- First tankōbon volume cover

ハイパーインフレーション (Haipāinfurēshon)
- Written by: Kyu Sumiyoshi
- Published by: Shueisha
- Imprint: Jump Comics+
- Magazine: Shōnen Jump+
- Original run: November 27, 2020 – March 17, 2023
- Volumes: 6
- Anime and manga portal

= Hyperinflation (manga) =

Japanese manga series

Hyperinflation (ハイパーインフレーション, Haipāinfurēshon) is a Japanese manga series written and illustrated by Kyu Sumiyoshi.

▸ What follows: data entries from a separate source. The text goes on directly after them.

//! Application configuration module
//!
//! The viewer properties and interaction settings are persisted between
//! runs so the last opened model and its view come back on start.

mod manager;

pub use manager::{ConfigError, ConfigManager, SharedConfig, create_shared_config};

use std::path::PathBuf;

use glam::Vec3;
use mv_core::config::{DEFAULT_CAMERA_SEED, ZOOM_MAX, ZOOM_MIN};
use mv_core::{ModelSource, ViewportConfig};
use mv_renderer::config::RendererConfig;
use serde::{Deserialize, Serialize};

/// Viewer properties as the host edits them
#[derive(Debug, Clone, Serialize, Deserialize, PartialEq)]
#[serde(default)]
pub struct ViewportSettings {
    /// OBJ file to show
    pub model_path: Option<PathBuf>,
    pub allow_horizontal_rotate: bool,
    pub allow_vertical_rotate: bool,
    pub allow_zoom: bool,
    pub zoom: f32,
    /// Camera seed position (x, y, z)
    pub camera: [f32; 3],
    /// Background color string, e.g. `#ffffff`
    pub background: String,
}

impl Default for ViewportSettings {
    fn default() -> Self {
        Self {
            model_path: None,
            allow_horizontal_rotate: true,
            allow_vertical_rotate: true,
            allow_zoom: true,
            zoom: 1.0,
            camera: DEFAULT_CAMERA_SEED.to_array(),
            background: "#ffffff".to_string(),
        }
    }
}

impl ViewportSettings {
    /// Builds the viewport configuration these settings describe.
    ///
    /// Fails if the background string is not a valid color.
    pub fn to_viewport_config(&self) -> Result<ViewportConfig, mv_core::ConfigError> {
        let mut config = ViewportConfig::new()
            .with_rotation(self.allow_horizontal_rotate, self.allow_vertical_rotate)
            .with_zoom_enabled(self.allow_zoom)
            .with_zoom(self.zoom.clamp(ZOOM_MIN, ZOOM_MAX))
            .with_camera_seed(Vec3::from_array(self.camera))
            .with_background_str(&self.background)?;
        if let Some(path) = &self.model_path {
            config = config.with_model(ModelSource::path(path.clone()));
        }
        Ok(config)
    }
}

/// Complete application configuration
#[derive(Debug, Clone, Serialize, Deserialize, PartialEq, Default)]
pub struct AppConfig {
    /// Configuration format version
    #[serde(default)]
    pub version: u32,
    /// Viewer properties
    #[serde(default)]
    pub viewport: ViewportSettings,
    /// Orbit interaction settings
    #[serde(default)]
    pub renderer: RendererConfig,
}

impl AppConfig {
    /// Current configuration version
    pub const CURRENT_VERSION: u32 = 1;

    /// Create a new configuration with default values
    pub fn new() -> Self {
        Self {
            version: Self::CURRENT_VERSION,
            ..Default::default()
        }
    }
}

#[cfg(test)]
mod tests {
    use mv_core::Color;

    use super::*;

    #[test]
    fn test_default_settings_match_viewport_defaults() {
        let config = ViewportSettings::default().to_viewport_config().unwrap();
        assert_eq!(config, ViewportConfig::default());
    }

    #[test]
    fn test_settings_to_config() {
        let settings = ViewportSettings {
            model_path: Some(PathBuf::from("models/teapot.obj")),
            allow_horizontal_rotate: false,
            zoom: 2.5,
            camera: [1.0, 2.0, 3.0],
            background: "#000".to_string(),
            ..Default::default()
        };
        let config = settings.to_viewport_config().unwrap();
        assert_eq!(config.model, Some(ModelSource::path("models/teapot.obj")));
        assert!(!config.allow_horizontal_rotate);
        assert!(config.allow_vertical_rotate);
        assert_eq!(config.zoom, 2.5);
        assert_eq!(config.camera_seed, Vec3::new(1.0, 2.0, 3.0));
        assert_eq!(config.background, Color::BLACK);
    }

    #[test]
    fn test_bad_background_is_an_error() {
        let settings = ViewportSettings {
            background: "not a color".to_string(),
            ..Default::default()
        };
        assert!(matches!(
            settings.to_viewport_config(),
            Err(mv_core::ConfigError::InvalidColor(_))
        ));
    }

    #[test]
    fn test_partial_config_file_uses_defaults() {
        let config: AppConfig = ron::from_str("(version: 1, viewport: (zoom: 3.0))").unwrap();
        assert_eq!(config.viewport.zoom, 3.0);
        assert!(config.viewport.allow_zoom);
        assert_eq!(config.viewport.background, "#ffffff");
        assert_eq!(config.renderer, RendererConfig::default());
    }
}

It was serialized on Shueisha's web manga platform Shōnen Jump+ from November 2020 to March 2023, with its chapters collected in six tankōbon volumes.

==Publication==
Written and illustrated by Kyu Sumiyoshi, Hyperinflation started on Shueisha's web manga platform Shōnen Jump+ from November 27, 2020, to March 17, 2023. Shueisha collected its chapters in six tankōbon volumes, released from April 2, 2021, to May 2, 2023.

===Volumes===

| No. | Release date | ISBN |
|---|---|---|
| 1 | April 2, 2021 | 978-4-08-882620-2 |
| 2 | September 3, 2021 | 978-4-08-882714-8 |
| 3 | December 3, 2021 | 978-4-08-882851-0 |
| 4 | May 2, 2022 | 978-4-08-883077-3 |
| 5 | October 4, 2022 | 978-4-08-883274-6 |
| 6 | May 2, 2023 | 978-4-08-883476-4 |

==Reception==
Hyperinflation was nominated for the seventh Next Manga Awards in 2021 in the web manga category and placed sixth out of 50 nominees. It ranked eleventh on Takarajimasha's Kono Manga ga Sugoi! 2022 list of best manga for male readers; it ranked fourteenth on the 2024 list. It was ranked first in AnimeJapan's sixth "Most Wanted Anime Adaptation" poll in 2023.